— How to complete this task —
Among the entries, find each line that includes the string "server" and list it.

======== Data provided

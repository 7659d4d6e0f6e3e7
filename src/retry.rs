use crate::error::{ProvisionError, ProvisionResult};

/// Flat retry budget for the frontend build. Transient memory
/// exhaustion during the build clears on a plain re-run, so there
/// is no backoff.
pub const DEFAULT_MAX_RUNS: u32 = 10;

/// Run `op` up to `max_runs` times, stopping at the first success.
///
/// Returns the 1-based attempt number that succeeded. When every
/// attempt fails the error is fatal to the whole run.
pub fn run_with_retry<F>(operation: &str, max_runs: u32, mut op: F) -> ProvisionResult<u32>
where
    F: FnMut() -> ProvisionResult<()>,
{
    for attempt in 1..=max_runs {
        match op() {
            Ok(()) => return Ok(attempt),
            Err(e) => {
                eprintln!("  '{operation}' attempt {attempt}/{max_runs} failed: {e}");
            }
        }
    }

    Err(ProvisionError::RetriesExhausted {
        operation: operation.to_string(),
        attempts: max_runs,
    })
}
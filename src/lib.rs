//! Single-VM provisioning DSL for Rust.
//!
//! Stacklift takes one bare Linux host to a running two-tier web
//! application - a frontend and a backend process behind an nginx
//! reverse proxy, backed by MongoDB - from a typed Rust pipeline.
//! No shell scripts, no copy-pasted server notes.
//!
//! # Overview
//!
//! A run is described by a [`Config`] (domain, repositories,
//! credentials, ports) loaded from a YAML file, and driven by a
//! [`Pipeline`] that executes named provisioning steps in
//! dependency order:
//!
//! 1. **Packages** - OS packages and the process supervisor
//! 2. **Database** - install MongoDB, write its service unit,
//!    start it, create the application user
//! 3. **Sources** - clone or pull both repositories
//! 4. **Build** - install dependencies; the frontend build retries
//!    a flat number of times to ride out transient memory pressure
//! 5. **Runtime config** - write the backend's `.env` file
//! 6. **Supervisor** - start both tiers under pm2
//! 7. **Certificate** - self-signed or ACME, via
//!    [`CertProvisioner`](certs::CertProvisioner)
//! 8. **Proxy** - write and activate the nginx site
//!    (HTTP -> HTTPS redirect, public site, admin subdomain)
//!
//! Every step is idempotent: re-running a pipeline after a failure
//! skips the work that already happened. Any step failure aborts
//! the run with a non-zero exit.
//!
//! Host access goes through the [`System`](system::System) trait,
//! so the whole pipeline runs against a fake adapter in tests.
//!
//! # Example
//!
//! Create an `xtask/src/main.rs` in your project:
//!
//! ```rust,no_run
//! use stacklift::Pipeline;
//!
//! fn main() -> anyhow::Result<()> {
//!     let pipeline = Pipeline::new()
//!         .frontend_build("npm run build")
//!         .frontend_start("npm run serve")
//!         .backend_start("node server.js");
//!
//!     pipeline.run()?;
//!     Ok(())
//! }
//! ```
//!
//! Then:
//!
//! ```sh
//! # Provision the host described by stacklift.yml
//! cargo xtask run --config stacklift.yml
//!
//! # Preview generated files without touching the host
//! cargo xtask run --config stacklift.yml --dry-run
//!
//! # Stop the processes and deactivate the proxy site
//! cargo xtask remove --config stacklift.yml
//! ```
//!
//! A minimal `stacklift.yml`:
//!
//! ```yaml
//! domain: forum.example.com
//! frontend_repo: https://git.example.com/forum-web.git
//! backend_repo: https://git.example.com/forum-api.git
//! db:
//!   name: forum
//!   user: forum
//!   password: s3cret
//! oauth:
//!   client_id: abc
//!   client_secret: def
//! storage:
//!   region: us-east-1
//!   access_key: AKIA
//!   secret_key: wJal
//!   bucket: forum-uploads
//! cert:
//!   method: acme
//!   email: ops@example.com
//! ```

// Allow noisy pedantic lints that don't add value for a
// provisioning tool crate.
#![allow(
    clippy::missing_errors_doc,
    clippy::missing_panics_doc,
    clippy::module_name_repetitions
)]

pub mod app;
pub mod certs;
pub mod cmd;
pub mod config;
pub mod database;
pub mod envfile;
pub mod error;
pub mod nginx;
pub mod pipeline;
pub mod retry;
pub mod source;
pub mod supervisor;
pub mod system;

pub use app::App;
pub use certs::{Acme, CertPaths, CertProvisioner, SelfSigned};
pub use config::{CertMethod, Config};
pub use envfile::EnvFile;
pub use nginx::Nginx;
pub use pipeline::Pipeline;
pub use retry::{DEFAULT_MAX_RUNS, run_with_retry};
pub use system::{HostSystem, PackageCheck, System, ensure_package, is_package_installed};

================

— Task solution —
//! No shell scripts, no copy-pasted server notes.
//!         .backend_start("node server.js");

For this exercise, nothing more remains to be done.